» **Extracted entries**:
// ── Sequence counters ──
//
// The board bumps a counter under `seqs` whenever a top-level branch of
// the object model changes. Diffing two snapshots tells us which branches
// need refetching.

use indexmap::IndexMap;
use serde::Serialize;

use crate::node::Node;

/// Top-level key carrying the counters themselves.
pub const SEQS_KEY: &str = "seqs";
/// Counter bumped when new reply text is buffered. Not a model branch.
pub const REPLY_KEY: &str = "reply";
/// Counter tracking mounted volume changes. Reported but not refetched.
pub const VOL_CHANGES_KEY: &str = "volChanges";

/// Snapshot of the board's `seqs` mapping.
///
/// Values are kept as `Node` since not every counter is an integer
/// (`volChanges` is an array on current firmware).
#[derive(Debug, Clone, Default, PartialEq, Serialize)]
#[serde(transparent)]
pub struct SequenceCounters(IndexMap<String, Node>);

impl SequenceCounters {
    /// Interpret a `seqs` payload. `None` unless it is a mapping.
    pub fn from_node(node: &Node) -> Option<Self> {
        node.as_object().map(|map| Self(map.clone()))
    }

    pub fn get(&self, key: &str) -> Option<&Node> {
        self.0.get(key)
    }

    pub fn len(&self) -> usize {
        self.0.len()
    }

    pub fn is_empty(&self) -> bool {
        self.0.is_empty()
    }

    pub fn iter(&self) -> impl Iterator<Item = (&String, &Node)> {
        self.0.iter()
    }

    /// Keys whose counters changed between `previous` and `current`.
    ///
    /// Without a previous snapshot every key counts as changed. Otherwise
    /// only keys present in both snapshots with differing values are
    /// reported; keys that just appeared are not.
    pub fn changed_keys(previous: Option<&Self>, current: &Self) -> Vec<String> {
        let Some(previous) = previous else {
            return current.0.keys().cloned().collect();
        };
        current
            .0
            .iter()
            .filter(|(key, value)| previous.0.get(*key).is_some_and(|old| old != *value))
            .map(|(key, _)| key.clone())
            .collect()
    }

    /// Take over every value from `newer`. Keys missing from `newer`
    /// keep their last observed value.
    pub fn absorb(&mut self, newer: &Self) {
        for (key, value) in &newer.0 {
            self.0.insert(key.clone(), value.clone());
        }
    }

    /// Put `keys` back to their values in `previous`, so the next diff
    /// reports them again.
    pub fn restore(&mut self, previous: &Self, keys: &[String]) {
        for key in keys {
            if let Some(old) = previous.0.get(key) {
                self.0.insert(key.clone(), old.clone());
            }
        }
    }

    pub fn to_node(&self) -> Node {
        Node::Object(self.0.clone())
    }
}
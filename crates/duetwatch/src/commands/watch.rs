use duetwatch_core::{ConnectionState, Printer};
use tracing::info;

use crate::cli::WatchArgs;
use crate::error::CliError;
use crate::output::{escape_reply, print_output};

use super::with_session;

/// Mirror the board until Ctrl-C, printing every reply on its own line.
pub async fn handle(printer: &Printer, args: &WatchArgs) -> Result<(), CliError> {
    let show_changes = args.show_changes;
    with_session(printer, |printer| run(printer, show_changes)).await
}

async fn run(printer: Printer, show_changes: bool) -> Result<(), CliError> {
    // Baseline before the poller starts so the first reply bump is
    // seen as a change.
    let report = printer.tick().await?;
    info!(keys = report.changed.len(), "baseline established");

    let mut replies = printer.subscribe_replies();
    let mut ticks = printer.subscribe_ticks();
    let mut state = printer.connection_state();
    printer.spawn_poller().await;

    let ctrl_c = tokio::signal::ctrl_c();
    tokio::pin!(ctrl_c);

    loop {
        tokio::select! {
            _ = &mut ctrl_c => {
                info!("interrupted");
                return Ok(());
            }
            changed = replies.changed() => {
                if changed.is_err() {
                    return Ok(());
                }
                let reply = replies.borrow_and_update().clone();
                if !reply.is_empty() {
                    print_output(&escape_reply(&reply));
                }
            }
            changed = ticks.changed(), if show_changes => {
                if changed.is_err() {
                    return Ok(());
                }
                let report = ticks.borrow_and_update().clone();
                if !report.changed.is_empty() {
                    eprintln!("changed: {}", report.changed.join(", "));
                }
            }
            changed = state.changed() => {
                if changed.is_err() {
                    return Ok(());
                }
                if *state.borrow_and_update() == ConnectionState::Failed {
                    return Err(CliError::Protocol {
                        message: "the poller stopped after an unrecoverable update".into(),
                    });
                }
            }
        }
    }
}
use duetwatch_core::{Printer, SequenceCounters};

use crate::cli::GlobalOpts;
use crate::error::CliError;
use crate::output::{print_output, render};

/// Full fetch, then print the sequence counters the baseline was taken at.
pub async fn handle(printer: &Printer, global: &GlobalOpts) -> Result<(), CliError> {
    let seqs = printer
        .oneshot(|p| async move { Ok(p.seqs().await) })
        .await?
        .unwrap_or_default();

    let out = render(global.output, &seqs, plain)?;
    print_output(&out);
    Ok(())
}

/// One `key value` pair per line.
fn plain(seqs: &SequenceCounters) -> String {
    seqs.iter()
        .map(|(key, value)| format!("{key} {value}"))
        .collect::<Vec<_>>()
        .join("\n")
}
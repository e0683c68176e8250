// ── Structural merge ──
//
// Reconciles a source tree (defaults, or a previous snapshot) into an
// authoritative destination tree. The destination wins wherever it has a
// value; the source only fills gaps. Arrays never grow through a merge.

use indexmap::IndexMap;
use thiserror::Error;

use crate::node::Node;

#[derive(Debug, Clone, PartialEq, Eq, Error)]
pub enum MergeError {
    /// The source array is longer than the destination array it targets.
    #[error("List length mismatch in merge for key '{key}': source {source_len}, destination {destination_len}")]
    LengthMismatch {
        key: String,
        source_len: usize,
        destination_len: usize,
    },
}

impl MergeError {
    /// Qualify the reported key with the branch the merge ran under.
    #[must_use]
    pub fn within(self, parent: &str) -> Self {
        match self {
            Self::LengthMismatch {
                key,
                source_len,
                destination_len,
            } => Self::LengthMismatch {
                key: join_key(parent, &key),
                source_len,
                destination_len,
            },
        }
    }
}

/// Merge `source` into `destination` and return the result.
///
/// Per key:
/// - both mappings: recurse (a missing destination counts as empty)
/// - source array: kept when the destination is missing or empty, fails
///   when longer than the destination, yields the destination when
///   shorter, and is merged element-wise when lengths match
/// - anything else: the destination value if present, else the source
///
/// Keys only present in the destination are carried over unchanged.
pub fn merge(source: &Node, destination: &Node) -> Result<Node, MergeError> {
    merge_value("", source, Some(destination))
}

fn merge_value(path: &str, source: &Node, destination: Option<&Node>) -> Result<Node, MergeError> {
    match (source, destination) {
        (Node::Object(src), None) => merge_objects(path, src, &IndexMap::new()).map(Node::Object),
        (Node::Object(src), Some(Node::Object(dst))) => {
            merge_objects(path, src, dst).map(Node::Object)
        }
        (Node::Array(src), None) => Ok(Node::Array(src.clone())),
        (Node::Array(src), Some(Node::Array(dst))) => merge_arrays(path, src, dst).map(Node::Array),
        (_, Some(dst)) => Ok(dst.clone()),
        (src, None) => Ok(src.clone()),
    }
}

fn merge_objects(
    path: &str,
    source: &IndexMap<String, Node>,
    destination: &IndexMap<String, Node>,
) -> Result<IndexMap<String, Node>, MergeError> {
    let mut result = IndexMap::with_capacity(source.len().max(destination.len()));
    for (key, value) in source {
        let child_path = join_key(path, key);
        result.insert(
            key.clone(),
            merge_value(&child_path, value, destination.get(key))?,
        );
    }
    for (key, value) in destination {
        if !result.contains_key(key) {
            result.insert(key.clone(), value.clone());
        }
    }
    Ok(result)
}

fn merge_arrays(path: &str, source: &[Node], destination: &[Node]) -> Result<Vec<Node>, MergeError> {
    if destination.is_empty() {
        return Ok(source.to_vec());
    }
    if source.len() > destination.len() {
        return Err(MergeError::LengthMismatch {
            key: path.to_owned(),
            source_len: source.len(),
            destination_len: destination.len(),
        });
    }
    if source.len() < destination.len() {
        return Ok(destination.to_vec());
    }

    source
        .iter()
        .zip(destination)
        .enumerate()
        .map(|(idx, (src, dst))| match (src, dst) {
            // A null slot carries no information of its own.
            (_, Node::Null) => Ok(src.clone()),
            (Node::Object(s), Node::Object(d)) => {
                merge_objects(&format!("{path}[{idx}]"), s, d).map(Node::Object)
            }
            _ => Ok(dst.clone()),
        })
        .collect()
}

fn join_key(parent: &str, key: &str) -> String {
    match (parent.is_empty(), key.is_empty()) {
        (true, _) => key.to_owned(),
        (false, true) => parent.to_owned(),
        (false, false) if key.starts_with('[') => format!("{parent}{key}"),
        (false, false) => format!("{parent}.{key}"),
    }
}
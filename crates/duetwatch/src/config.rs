//! CLI configuration: profile resolution with `GlobalOpts` overrides
//! (--address, --password, --timeout, --insecure) on top of
//! `duetwatch_config`.

use std::time::Duration;

use secrecy::SecretString;

use duetwatch_core::{PrinterConfig, TlsVerification};

use crate::cli::GlobalOpts;
use crate::error::CliError;

pub use duetwatch_config::{
    Config, Profile, config_path, load_config, resolve_password, store_password,
};

/// Resolve the active profile name from CLI flags and config.
pub fn active_profile_name(global: &GlobalOpts, config: &Config) -> String {
    global
        .profile
        .clone()
        .or_else(|| config.default_profile.clone())
        .unwrap_or_else(|| "default".into())
}

/// Build a `PrinterConfig` from the config file, profile and CLI flags.
///
/// Without a matching profile, `--address` alone is enough; the password
/// then comes from the usual chain (env, keyring, firmware default).
pub fn build_printer_config(
    global: &GlobalOpts,
    cfg: &Config,
) -> Result<PrinterConfig, CliError> {
    let profile_name = active_profile_name(global, cfg);

    let profile = match (cfg.profiles.get(&profile_name), &global.address) {
        (Some(profile), _) => profile.clone(),
        (None, Some(address)) => Profile {
            address: address.clone(),
            ..Profile::default()
        },
        // An explicit --profile that doesn't exist is a typo, not a
        // missing setup.
        (None, None) if global.profile.is_some() => cfg.profile(&profile_name)?.clone(),
        (None, None) => {
            return Err(CliError::NoConfig {
                path: config_path().display().to_string(),
            });
        }
    };

    let mut printer = duetwatch_config::profile_to_printer_config(
        &profile,
        &profile_name,
        &cfg.defaults,
    )?;

    if let Some(ref address) = global.address {
        printer.address = duetwatch_config::parse_address(address)?;
    }
    if let Some(ref password) = global.password {
        printer.password = SecretString::from(password.clone());
    }
    if let Some(secs) = global.timeout {
        printer.timeout = Duration::from_secs(secs);
    }
    if global.insecure {
        printer.tls = TlsVerification::DangerAcceptInvalid;
    }

    Ok(printer)
}

#[cfg(test)]
#[allow(clippy::unwrap_used)]
mod tests {
    use super::*;
    use crate::cli::OutputFormat;

    fn global() -> GlobalOpts {
        GlobalOpts {
            profile: None,
            address: None,
            password: None,
            output: OutputFormat::Json,
            verbose: 0,
            insecure: false,
            timeout: None,
        }
    }

    fn config_with_shop() -> Config {
        let mut cfg = Config {
            default_profile: Some("shop".into()),
            ..Config::default()
        };
        cfg.profiles.insert(
            "shop".into(),
            Profile {
                address: "duet.local".into(),
                timeout: Some(5),
                ..Profile::default()
            },
        );
        cfg
    }

    #[test]
    fn flags_override_profile() {
        let mut g = global();
        g.address = Some("10.0.0.9".into());
        g.timeout = Some(2);
        g.insecure = true;

        let printer = build_printer_config(&g, &config_with_shop()).unwrap();
        assert_eq!(printer.address.as_str(), "http://10.0.0.9/");
        assert_eq!(printer.timeout, Duration::from_secs(2));
        assert_eq!(printer.tls, TlsVerification::DangerAcceptInvalid);
    }

    #[test]
    fn profile_values_apply_without_flags() {
        let printer = build_printer_config(&global(), &config_with_shop()).unwrap();
        assert_eq!(printer.address.as_str(), "http://duet.local/");
        assert_eq!(printer.timeout, Duration::from_secs(5));
    }

    #[test]
    fn address_flag_works_without_profile() {
        let mut g = global();
        g.address = Some("192.168.1.50".into());
        let printer = build_printer_config(&g, &Config::default()).unwrap();
        assert_eq!(printer.address.as_str(), "http://192.168.1.50/");
    }

    #[test]
    fn nothing_configured_is_reported() {
        let err = build_printer_config(&global(), &Config::default()).unwrap_err();
        assert!(matches!(err, CliError::NoConfig { .. }));
    }

    #[test]
    fn unknown_explicit_profile_is_reported() {
        let mut g = global();
        g.profile = Some("nope".into());
        let err = build_printer_config(&g, &config_with_shop()).unwrap_err();
        assert!(matches!(err, CliError::ProfileNotFound { .. }));
    }
}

» **Exercise goal**:
Beginning with the line above that contains "(src, None) =>", copy each line exactly up to and including the line that contains "fn join_key(parent: &str, key: &str)", and go no further.

» **Output of the task**:
        (src, None) => Ok(src.clone()),
    }
}

fn merge_objects(
    path: &str,
    source: &IndexMap<String, Node>,
    destination: &IndexMap<String, Node>,
) -> Result<IndexMap<String, Node>, MergeError> {
    let mut result = IndexMap::with_capacity(source.len().max(destination.len()));
    for (key, value) in source {
        let child_path = join_key(path, key);
        result.insert(
            key.clone(),
            merge_value(&child_path, value, destination.get(key))?,
        );
    }
    for (key, value) in destination {
        if !result.contains_key(key) {
            result.insert(key.clone(), value.clone());
        }
    }
    Ok(result)
}

fn merge_arrays(path: &str, source: &[Node], destination: &[Node]) -> Result<Vec<Node>, MergeError> {
    if destination.is_empty() {
        return Ok(source.to_vec());
    }
    if source.len() > destination.len() {
        return Err(MergeError::LengthMismatch {
            key: path.to_owned(),
            source_len: source.len(),
            destination_len: destination.len(),
        });
    }
    if source.len() < destination.len() {
        return Ok(destination.to_vec());
    }

    source
        .iter()
        .zip(destination)
        .enumerate()
        .map(|(idx, (src, dst))| match (src, dst) {
            // A null slot carries no information of its own.
            (_, Node::Null) => Ok(src.clone()),
            (Node::Object(s), Node::Object(d)) => {
                merge_objects(&format!("{path}[{idx}]"), s, d).map(Node::Object)
            }
            _ => Ok(dst.clone()),
        })
        .collect()
}

fn join_key(parent: &str, key: &str) -> String {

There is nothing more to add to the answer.